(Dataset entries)
━━━━━━━━━━━━━━━━━━━━━━━━━━━━━━

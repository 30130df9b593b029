//! Configuration.
//! Provides configuration types, default paths, XML loading, and validation.
//!
//! Precedence (lowest to highest): built-in defaults, XML config file, CLI flags.

pub mod paths;
pub mod types;
mod validate;
pub mod xml;

pub use paths::{config_path, config_path_from, default_config_path, default_log_path, path_has_symlink_ancestor};
pub use types::{Config, LogLevel};
pub use xml::{create_template_config, load_config, load_config_from_xml_path};

/// Environment variable naming an explicit config file.
pub const CONFIG_ENV: &str = "CREATEFILE_CONFIG";
/// Name used when none is given on the command line.
pub const DEFAULT_NAME: &str = "untitled.txt";
/// Directory new files are created in.
pub const DIRECTORY_DEFAULT: &str = ".";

━━━━━━━━━━━━━━━━━━━━━━━━━━━━━━

→ TASK REQUIREMENTS
Gather up the lines containing the word "types" from these records and copy them.

→ ANSWER SPACE
//! Provides configuration types, default paths, XML loading, and validation.
pub mod types;
pub use types::{Config, LogLevel};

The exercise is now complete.